To evaluate FORCE, we assessed its performance on the WTCCC psoriasis dataset. Initial GWAS and further analyses performed on these data are described in [24]. Following general practice for pre-processing, we excluded potentially low-quality SNP data from further analysis. Specifically, we discarded i) any individual whose total missing rate was above 0.05, ii) any SNP with a frequency of missing data above 0.05, and iii) any SNP with minor allele frequency below 0.05. After pre-processing, our dataset consisted of 2,618 cases, 2,737 controls and 491,191 SNPs, corresponding to approximately 1.2 × 1011 SNP pairs. We excluded pairs with a genomic distance of less than 100 kb to avoid pairs in linkage disequilibrium. In addition, we found that low row and cell counts in the contingency table (Table 1) can lead to extreme but frequently not significant values of u(IOR). For the purposes of this study, we excluded 3,521,114 SNP pairs with a total count of less than 50 in any row, or less than 5 in any cell of the contingency table. In addition to FORCE, we performed PLINK (FastEpistasis mode) on the top-ranked 500 pairs to compare the results obtained with both methods.

Comparison of exhaustive FORCE with semi-exhaustive and conditional search

To assess the utility of exhaustive search, we constructed a reference dataset of SNPs previously implicated in psoriasis. We started with a set of 34 SNPs from two previous reviews on psoriasis genetics [25,26] that were part of our psoriasis dataset. After applying quality control thresholds (described above), 18 SNPs remained.

Following general practice for genome-wide approaches, for exhaustive and semi-exhaustive searches, we used a genome-wide significance threshold of \( \mathrm{p}=\frac{2\times 0.05}{{\left({10}^6\right)}^2}={10}^{-13} \), which is based on a model of the human genome with 106 independent SNPs [27].

Comparison of FORCE with other approaches on simulated datasets

We simulated datasets of 10 biallelic SNPs over 200 cases and 200 controls following the Hardy-Weinberg equilibrium model. Interactions were simulated according to six different previously described models without main effect [28] (Table 3). These models represent pure epistasis effects, and not confounding main effects. Model 1 is an interaction effect in which high risk of disease occurs when inheriting heterozygous genotypes at either locus (Aa or Bb) but not both. Model 2 represents high risk of disease when inheriting two high-risk alleles that could be A and/or B. Models 3–6 correspond to the epistasis model discovery method described by Moore et al. [29]. Each of these models represents an interaction effect without any main effects. Allele frequencies are p = 0.25 and q = 0.75 for model 3 and 4, p = 0.1 and q = 0.9 for model 5 and 6.

Table 3 Penetrances and allele frequencies (p,q) used to simulate the interaction models – from Ritchie [28]

For each of the six models, we generated 100 datasets in each of the 16 conditions of the presence or absence of four of the most commonly encountered sources of noise: missing data (MS), genotyping errors (GE), genetic heterogeneity (GH), and phenocopy (PC).

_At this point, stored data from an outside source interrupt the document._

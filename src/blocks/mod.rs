//! One renderer per block type.
//!
//! Every renderer is a pure function from block data to an HTML fragment.
//! Site-relative URLs are emitted with the `{{basePath}}` token; the build
//! substitutes it after the whole page is rendered.

pub mod chrome;
pub mod form;
pub mod html_content;
pub mod icons;
pub mod layout;
pub mod links;
pub mod listing;
pub mod media;
pub mod orcid;
pub mod text;

use std::path::{Path, PathBuf};

use crate::error::Result;
use crate::inline::{InlineOptions, format_inline};

/// Filesystem roots for the blocks that read from disk
/// (`html-content`, `content-collection`, `content-carousel`).
#[derive(Debug, Clone)]
pub struct RenderContext {
    /// The site directory (where `config.toml` lives)
    pub site_root: PathBuf,
    /// Content documents, relative to `site_root`
    pub content_dir: PathBuf,
}

impl RenderContext {
    pub fn new(site_root: impl Into<PathBuf>, content_dir: impl Into<PathBuf>) -> Self {
        Self {
            site_root: site_root.into(),
            content_dir: content_dir.into(),
        }
    }

    pub fn content_root(&self) -> PathBuf {
        self.site_root.join(&self.content_dir)
    }

    pub fn site_path(&self, relative: impl AsRef<Path>) -> PathBuf {
        self.site_root.join(relative)
    }
}

/// Trimmed, non-empty text from an optional field.
pub(crate) fn non_empty(value: Option<&str>) -> Option<&str> {
    value.map(str::trim).filter(|v| !v.is_empty())
}

/// `<figcaption>` with label formatting, or nothing.
pub(crate) fn figcaption(caption: Option<&str>) -> Result<String> {
    Ok(non_empty(caption)
        .map(|c| format_inline(c, &InlineOptions::label()))
        .transpose()?
        .map(|c| format!("<figcaption>{c}</figcaption>"))
        .unwrap_or_default())
}

/// ` style="..."` when there is a declaration, otherwise nothing.
pub(crate) fn style_attr(declaration: Option<String>) -> String {
    declaration
        .map(|d| format!(" style=\"{d}\""))
        .unwrap_or_default()
}

/// A finite, strictly positive number.
pub(crate) fn positive(value: Option<f64>) -> Option<f64> {
    value.filter(|v| v.is_finite() && *v > 0.0)
}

For GH, two independent interactions were simulated instead of one, each interaction being risk-associated in half of the affected cases. When PC was simulated, interaction affected the trait for half of the cases, emulating an unknown environmental effect. GE and MS were simulated at 5%, as previously described [28].

An epistatic pair of SNPs was considered as detected if the empirical P-value was below 0.001, i.e., below 0.05 after Bonferroni correction. Power was estimated as n/100, where n is the number of datasets with detection(s). When two pairs (P1, P2) of SNPs were simulated, detection was counted under one of three different conditions: D1) when P1 and P2 were detected, D2) when P1 was detected, or D3) when P1 or P2 was detected. Family-wise error rate (FWER) was calculated as m/100, where m is the number of datasets for which at least one pair other than the simulated pair was detected.

Results

FORCE enables exhaustive unfiltered epistasis analysis

The FORCE method for epistasis detection is based on the choice of a dominant or recessive model that collapses combinations of allele counts into two 2×2 incidence tables (see Methods). Interactions are then detected as extreme values of the IOR statistic. We implemented the FORCE method for epistasis in C language [30]. Due to its mathematical simplicity and efficient implementation, the computation of IOR could be performed rapidly, compared to other approaches (4.3 days on a single core of a standard computer). Table 4 shows running times of different methods selected for this study.

Table 4 Average time needed to exhaustively test one/all 1.25×10 11 pairs among 500,000 SNPs using a single-core CPU computer

Identification of statistically strong interactions requires exhaustive search

To assess the value of exhaustive search, we first evaluated the performance of a conventional, non-exhaustive approach of constraining the analysis to pairs of SNPs that were previously shown to have main effects associated with the phenotype. We therefore performed a constrained analysis on all pairs of 18 high-quality SNPs that had main effects on psoriasis in previous GWA studies (see Methods). Table 5 gives the best 25 hits obtained through this approach when evaluated on the WTCCC dataset on psoriasis [24] (the results of all pairs are shown in Additional file 1: Table S1). None of the 153 pairs reached a significant interaction P-value below a genome-wide significance threshold of 10−13.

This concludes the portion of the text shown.